Curitiba O ex-deputado estadual e ex-vereador de Curitiba Aparecido Custódio da Silva (PPB) foi preso ontem por volta das 17 horas por integrantes da Promotoria de Investigações Criminais (PIC), em cumprimento a uma decisão do Tribunal de Justiça (TJ). Ele estava na casa de amigos e, segundo informações do coordenador-geral da PIC, Ramatis Fávero, não resistiu à prisão. Custódio foi levado para o Centro de Triagem e hoje deve ser transferido para a Prisão Provisória do Ahú.

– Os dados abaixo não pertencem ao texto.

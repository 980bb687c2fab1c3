//! SQLite-based store implementation

use chrono::{DateTime, Utc};
use rusqlite::{params, Connection, OptionalExtension};
use std::collections::BTreeMap;
use std::path::Path;
use std::sync::Mutex;
use tracing::debug;
use warden_api::{Instance, Template};
use warden_util::{InstanceKey, TenantId};

use crate::{AuditEvent, MetadataPatch, Store, StoreError, StoreResult};

/// SQLite-based store
pub struct SqliteStore {
    conn: Mutex<Connection>,
}

impl SqliteStore {
    /// Open or create a store at the given path
    pub fn open(path: impl AsRef<Path>) -> StoreResult<Self> {
        let conn = Connection::open(path)?;
        let store = Self {
            conn: Mutex::new(conn),
        };
        store.init_schema()?;
        Ok(store)
    }

    /// Create an in-memory store (for testing)
    pub fn in_memory() -> StoreResult<Self> {
        let conn = Connection::open_in_memory()?;
        let store = Self {
            conn: Mutex::new(conn),
        };
        store.init_schema()?;
        Ok(store)
    }

    fn init_schema(&self) -> StoreResult<()> {
        let conn = self.conn.lock().unwrap();

        conn.execute_batch(
            r#"
            -- Instance resources, one row per instance
            CREATE TABLE IF NOT EXISTS instances (
                namespace TEXT NOT NULL,
                name TEXT NOT NULL,
                revision INTEGER NOT NULL,
                created_at TEXT NOT NULL,
                running INTEGER NOT NULL,
                persistent INTEGER NOT NULL,
                tenant TEXT NOT NULL,
                tenant_email TEXT NOT NULL,
                template TEXT NOT NULL,
                pretty_name TEXT NOT NULL,
                metadata_json TEXT NOT NULL DEFAULT '{}',
                PRIMARY KEY (namespace, name)
            );

            -- Policy templates
            CREATE TABLE IF NOT EXISTS templates (
                name TEXT PRIMARY KEY,
                pretty_name TEXT NOT NULL,
                delete_after TEXT NOT NULL,
                inactivity_timeout TEXT NOT NULL,
                metadata_json TEXT NOT NULL DEFAULT '{}'
            );

            -- Audit log (append-only)
            CREATE TABLE IF NOT EXISTS audit_log (
                id INTEGER PRIMARY KEY AUTOINCREMENT,
                timestamp TEXT NOT NULL,
                event_json TEXT NOT NULL
            );

            -- Indexes
            CREATE INDEX IF NOT EXISTS idx_audit_timestamp ON audit_log(timestamp);
            CREATE INDEX IF NOT EXISTS idx_instances_template ON instances(template);
            "#,
        )?;

        debug!("Store schema initialized");
        Ok(())
    }
}

type InstanceRow = (
    String, // namespace
    String, // name
    u64,    // revision
    String, // created_at
    bool,   // running
    bool,   // persistent
    String, // tenant
    String, // tenant_email
    String, // template
    String, // pretty_name
    String, // metadata_json
);

const INSTANCE_COLUMNS: &str = "namespace, name, revision, created_at, running, persistent, \
     tenant, tenant_email, template, pretty_name, metadata_json";

fn read_instance_row(row: &rusqlite::Row<'_>) -> rusqlite::Result<InstanceRow> {
    Ok((
        row.get(0)?,
        row.get(1)?,
        row.get(2)?,
        row.get(3)?,
        row.get(4)?,
        row.get(5)?,
        row.get(6)?,
        row.get(7)?,
        row.get(8)?,
        row.get(9)?,
        row.get(10)?,
    ))
}

fn instance_from_row(row: InstanceRow) -> StoreResult<Instance> {
    let (
        namespace,
        name,
        revision,
        created_at,
        running,
        persistent,
        tenant,
        tenant_email,
        template,
        pretty_name,
        metadata_json,
    ) = row;

    let created_at: DateTime<Utc> = created_at.parse().map_err(|_| {
        StoreError::Serialization(format!(
            "unparseable created_at for {namespace}/{name}: {created_at:?}"
        ))
    })?;
    let metadata: BTreeMap<String, String> = serde_json::from_str(&metadata_json)?;

    Ok(Instance {
        key: InstanceKey::new(namespace, name),
        revision,
        created_at,
        running,
        persistent,
        tenant: TenantId::new(tenant),
        tenant_email,
        template,
        pretty_name,
        metadata,
    })
}

impl SqliteStore {
    /// Read, revision-check, patch and write one instance row inside a
    /// single transaction.
    fn apply_patch(
        &self,
        key: &InstanceKey,
        expected_revision: u64,
        patch: &MetadataPatch,
        set_running: Option<bool>,
    ) -> StoreResult<Instance> {
        let mut conn = self.conn.lock().unwrap();
        let tx = conn.transaction()?;

        let row = tx
            .query_row(
                &format!("SELECT {INSTANCE_COLUMNS} FROM instances WHERE namespace = ? AND name = ?"),
                params![key.namespace, key.name],
                read_instance_row,
            )
            .optional()?;

        let mut instance = match row {
            Some(row) => instance_from_row(row)?,
            None => return Err(StoreError::NotFound(key.to_string())),
        };

        if instance.revision != expected_revision {
            return Err(StoreError::Conflict {
                key: key.to_string(),
                expected: expected_revision,
                found: instance.revision,
            });
        }

        patch.apply_to(&mut instance.metadata);
        instance.revision += 1;
        if let Some(running) = set_running {
            instance.running = running;
        }

        let metadata_json = serde_json::to_string(&instance.metadata)?;
        tx.execute(
            "UPDATE instances SET revision = ?, running = ?, metadata_json = ? \
             WHERE namespace = ? AND name = ?",
            params![
                instance.revision,
                instance.running,
                metadata_json,
                key.namespace,
                key.name
            ],
        )?;

        tx.commit()?;

        debug!(instance = %key, revision = instance.revision, "Instance patched");
        Ok(instance)
    }
}

impl Store for SqliteStore {
    fn get_instance(&self, key: &InstanceKey) -> StoreResult<Option<Instance>> {
        let conn = self.conn.lock().unwrap();
        let row = conn
            .query_row(
                &format!("SELECT {INSTANCE_COLUMNS} FROM instances WHERE namespace = ? AND name = ?"),
                params![key.namespace, key.name],
                read_instance_row,
            )
            .optional()?;

        row.map(instance_from_row).transpose()
    }

    fn list_instances(&self) -> StoreResult<Vec<Instance>> {
        let conn = self.conn.lock().unwrap();
        let mut stmt = conn.prepare(&format!(
            "SELECT {INSTANCE_COLUMNS} FROM instances ORDER BY namespace, name"
        ))?;

        let rows = stmt.query_map([], read_instance_row)?;

        let mut instances = Vec::new();
        for row in rows {
            instances.push(instance_from_row(row?)?);
        }
        Ok(instances)
    }

    fn create_instance(&self, instance: &Instance) -> StoreResult<Instance> {
        let conn = self.conn.lock().unwrap();
        let metadata_json = serde_json::to_string(&instance.metadata)?;

        conn.execute(
            "INSERT INTO instances (namespace, name, revision, created_at, running, persistent, \
             tenant, tenant_email, template, pretty_name, metadata_json) \
             VALUES (?, ?, 1, ?, ?, ?, ?, ?, ?, ?, ?)",
            params![
                instance.key.namespace,
                instance.key.name,
                instance.created_at.to_rfc3339(),
                instance.running,
                instance.persistent,
                instance.tenant.as_str(),
                instance.tenant_email,
                instance.template,
                instance.pretty_name,
                metadata_json,
            ],
        )?;

        debug!(instance = %instance.key, "Instance created");

        let mut created = instance.clone();
        created.revision = 1;
        Ok(created)
    }

    fn patch_metadata(
        &self,
        key: &InstanceKey,
        expected_revision: u64,
        patch: &MetadataPatch,
    ) -> StoreResult<Instance> {
        self.apply_patch(key, expected_revision, patch, None)
    }

    fn stop_instance(
        &self,
        key: &InstanceKey,
        expected_revision: u64,
        patch: &MetadataPatch,
    ) -> StoreResult<Instance> {
        self.apply_patch(key, expected_revision, patch, Some(false))
    }

    fn delete_instance(&self, key: &InstanceKey) -> StoreResult<()> {
        let conn = self.conn.lock().unwrap();
        let deleted = conn.execute(
            "DELETE FROM instances WHERE namespace = ? AND name = ?",
            params![key.namespace, key.name],
        )?;

        debug!(instance = %key, deleted = deleted > 0, "Instance deleted");
        Ok(())
    }

    fn get_template(&self, name: &str) -> StoreResult<Option<Template>> {
        let conn = self.conn.lock().unwrap();
        let row = conn
            .query_row(
                "SELECT name, pretty_name, delete_after, inactivity_timeout, metadata_json \
                 FROM templates WHERE name = ?",
                params![name],
                |row| {
                    Ok((
                        row.get::<_, String>(0)?,
                        row.get::<_, String>(1)?,
                        row.get::<_, String>(2)?,
                        row.get::<_, String>(3)?,
                        row.get::<_, String>(4)?,
                    ))
                },
            )
            .optional()?;

        match row {
            None => Ok(None),
            Some((name, pretty_name, delete_after, inactivity_timeout, metadata_json)) => {
                let metadata: BTreeMap<String, String> = serde_json::from_str(&metadata_json)?;
                Ok(Some(Template {
                    name,
                    pretty_name,
                    delete_after,
                    inactivity_timeout,
                    metadata,
                }))
            }
        }
    }

    fn put_template(&self, template: &Template) -> StoreResult<()> {
        let conn = self.conn.lock().unwrap();
        let metadata_json = serde_json::to_string(&template.metadata)?;

        conn.execute(
            "INSERT OR REPLACE INTO templates \
             (name, pretty_name, delete_after, inactivity_timeout, metadata_json) \
             VALUES (?, ?, ?, ?, ?)",
            params![
                template.name,
                template.pretty_name,
                template.delete_after,
                template.inactivity_timeout,
                metadata_json,
            ],
        )?;

        Ok(())
    }

    fn append_audit(&self, mut event: AuditEvent) -> StoreResult<()> {
        let conn = self.conn.lock().unwrap();
        let event_json = serde_json::to_string(&event.event)?;

        conn.execute(
            "INSERT INTO audit_log (timestamp, event_json) VALUES (?, ?)",
            params![event.timestamp.to_rfc3339(), event_json],
        )?;

        event.id = conn.last_insert_rowid();
        debug!(event_id = event.id, "Audit event appended");

        Ok(())
    }

    fn recent_audits(&self, limit: usize) -> StoreResult<Vec<AuditEvent>> {
        let conn = self.conn.lock().unwrap();

        let mut stmt = conn.prepare(
            "SELECT id, timestamp, event_json FROM audit_log ORDER BY id DESC LIMIT ?",
        )?;

        let rows = stmt.query_map([limit], |row| {
            let id: i64 = row.get(0)?;
            let timestamp_str: String = row.get(1)?;
            let event_json: String = row.get(2)?;
            Ok((id, timestamp_str, event_json))
        })?;

        let mut events = Vec::new();
        for row in rows {
            let (id, timestamp_str, event_json) = row?;
            let timestamp = timestamp_str
                .parse::<DateTime<Utc>>()
                .unwrap_or_else(|_| warden_util::now());
            let event: crate::AuditEventType = serde_json::from_str(&event_json)?;

            events.push(AuditEvent {
                id,
                timestamp,
                event,
            });
        }
        Ok(events)
    }

    fn is_healthy(&self) -> bool {
        let conn = self.conn.lock().unwrap();
        conn.query_row("SELECT 1", [], |row| row.get::<_, i64>(0))
            .is_ok()
    }
}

Custódio teve a prisão preventiva decretada por unanimidade pela 1 Vara Criminal do TJ no final de setembro. Mas como ele disputava as eleições, a prisão só pôde ser efetivada ontem. Segundo a lei eleitoral, a prisão de candidatos é proibida desde o dia 20 de setembro até 48 horas após as eleições.

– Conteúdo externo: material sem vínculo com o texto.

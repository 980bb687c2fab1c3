//! Remaining-time evaluators
//!
//! Pure functions of their inputs: no side effects, no clock access.
//! `None` means the dimension is disabled and never expires; a negative
//! remaining time means the deadline has already passed.

use chrono::{DateTime, TimeDelta, Utc};
use warden_config::TimeoutPolicy;

fn remaining(anchor: DateTime<Utc>, policy: &TimeoutPolicy, now: DateTime<Utc>) -> Option<TimeDelta> {
    match policy {
        TimeoutPolicy::Never => None,
        TimeoutPolicy::After(timeout) => {
            let timeout = TimeDelta::from_std(*timeout).unwrap_or(TimeDelta::MAX);
            let elapsed = now.signed_duration_since(anchor);
            // Saturate instead of overflowing on absurd policy durations
            Some(timeout.checked_sub(&elapsed).unwrap_or(TimeDelta::MAX))
        }
    }
}

/// Time until absolute expiry, measured from instance creation.
pub fn remaining_lifetime(
    created_at: DateTime<Utc>,
    max_lifetime: &TimeoutPolicy,
    now: DateTime<Utc>,
) -> Option<TimeDelta> {
    remaining(created_at, max_lifetime, now)
}

/// Time until inactivity-triggered termination, measured from the stored
/// last-activity timestamp.
pub fn remaining_inactivity(
    last_activity: DateTime<Utc>,
    inactivity_timeout: &TimeoutPolicy,
    now: DateTime<Utc>,
) -> Option<TimeDelta> {
    remaining(last_activity, inactivity_timeout, now)
}

/// Whether a remaining-time value has reached its deadline.
pub fn is_due(remaining: Option<TimeDelta>) -> bool {
    matches!(remaining, Some(r) if r <= TimeDelta::zero())
}

/// Smallest of the finite remaining times, if any dimension is enabled.
pub fn min_remaining(a: Option<TimeDelta>, b: Option<TimeDelta>) -> Option<TimeDelta> {
    match (a, b) {
        (Some(a), Some(b)) => Some(a.min(b)),
        (Some(a), None) => Some(a),
        (None, Some(b)) => Some(b),
        (None, None) => None,
    }
}
//! Settings validation CLI tool
//!
//! Validates a wardend settings file and reports any errors.

use std::path::PathBuf;
use std::process::ExitCode;

fn main() -> ExitCode {
    let args: Vec<String> = std::env::args().collect();

    let config_path = match args.get(1) {
        Some(path) => PathBuf::from(path),
        None => {
            eprintln!("Usage: validate-config <config-file>");
            eprintln!();
            eprintln!("Validates a wardend settings file.");
            eprintln!();
            eprintln!("Example:");
            eprintln!("  validate-config /etc/wardend/config.toml");
            eprintln!("  validate-config config.example.toml");
            return ExitCode::from(2);
        }
    };

    // Check file exists
    if !config_path.exists() {
        eprintln!(
            "Error: Settings file not found: {}",
            config_path.display()
        );
        return ExitCode::from(1);
    }

    // Try to load and validate
    match warden_config::load_settings(&config_path) {
        Ok(settings) => {
            println!("✓ Settings are valid");
            println!();
            println!("Summary:");
            println!(
                "  Config version: {}",
                warden_config::CURRENT_CONFIG_VERSION
            );
            println!(
                "  Reconcile interval: {}s",
                settings.daemon.reconcile_interval.as_secs()
            );
            println!(
                "  Notifications: {}",
                if settings.notifications.enabled {
                    "enabled"
                } else {
                    "disabled"
                }
            );
            println!(
                "  Notification interval: {}s, max alerts: {}",
                settings.notifications.interval.as_secs(),
                settings.notifications.max_alerts
            );
            println!("  Activity backend: {}", settings.activity.base_url);
            println!(
                "  Activity channels: {}",
                settings.activity.channels.join(", ")
            );

            ExitCode::SUCCESS
        }
        Err(e) => {
            eprintln!("✗ Settings validation failed");
            eprintln!();
            match &e {
                warden_config::ConfigError::ReadError(io_err) => {
                    eprintln!("Failed to read file: {}", io_err);
                }
                warden_config::ConfigError::ParseError(parse_err) => {
                    eprintln!("TOML parse error:");
                    eprintln!("  {}", parse_err);
                }
                warden_config::ConfigError::ValidationFailed { errors } => {
                    eprintln!("Validation errors ({}):", errors.len());
                    for err in errors {
                        eprintln!("  - {}", err);
                    }
                }
                warden_config::ConfigError::UnsupportedVersion(ver) => {
                    eprintln!(
                        "Unsupported config version: {} (expected {})",
                        ver,
                        warden_config::CURRENT_CONFIG_VERSION
                    );
                }
                warden_config::ConfigError::InvalidPolicyFormat(value) => {
                    eprintln!("Invalid policy format: {value:?}");
                }
            }
            ExitCode::from(1)
        }
    }
}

Os desembargadores do TJ entenderam que a prisão era necessária para garantir o bom andamento do processo de investigação. O ex-parlamentar responde ação penal por crime de peculato e concussão (desvio de verba pública da Câmara Municipal de Curitiba e exigência de vantagens pessoais indevidas, em razão do cargo).
De acordo com a Promotoria do Patrimônio Público, entre janeiro de 1993 e março de 2000, quando exercia mandato de vereador, Custódio teria desviado R$ 1,59 milhão, desconsiderando a correção monetária do período. Segundo a acusação, ele se apropriava do salário de funcionários-fantasmas e de parte de salário de assessores e outros funcionários do seu gabinete com cargo em comissão.
Um dos advogados do ex-parlamentar, Reginaldo Nogueira Guimarães, disse que seria encaminhado para o Superior Tribunal de Justiça (STJ) um pedido de habeas corpus. ''Estamos bastante confiantes que conseguiremos esse habeas corpus porque essa é a prisão mais arbitrária que eu já vi'', declarou o advogado, salientando que Custódio tem residência fixa e patrimônio em Curitiba.
Em entrevista à Folha quando a prisão foi decretada, Custódio declarou que a decisão tinha motivação política, já que era candidato. Ele contou ainda que o processo foi aberto em 1998, quando ele também era candidato. ''Os meus três ex-funcionários que fizeram a denúncia foram trabalhar na época para outros candidatos'', contou.
Custódio disse ainda que fazia questão que essa ação chegasse ao fim para que a sua situação ficasse esclarecida diante da população. ''Sou honesto e vou provar isso na Justiça para deixar bem claro ao Paraná que sou uma pessoa de bem.'' Custódio já exerceu três mandatos de vereador e foi suplente de deputado estadual.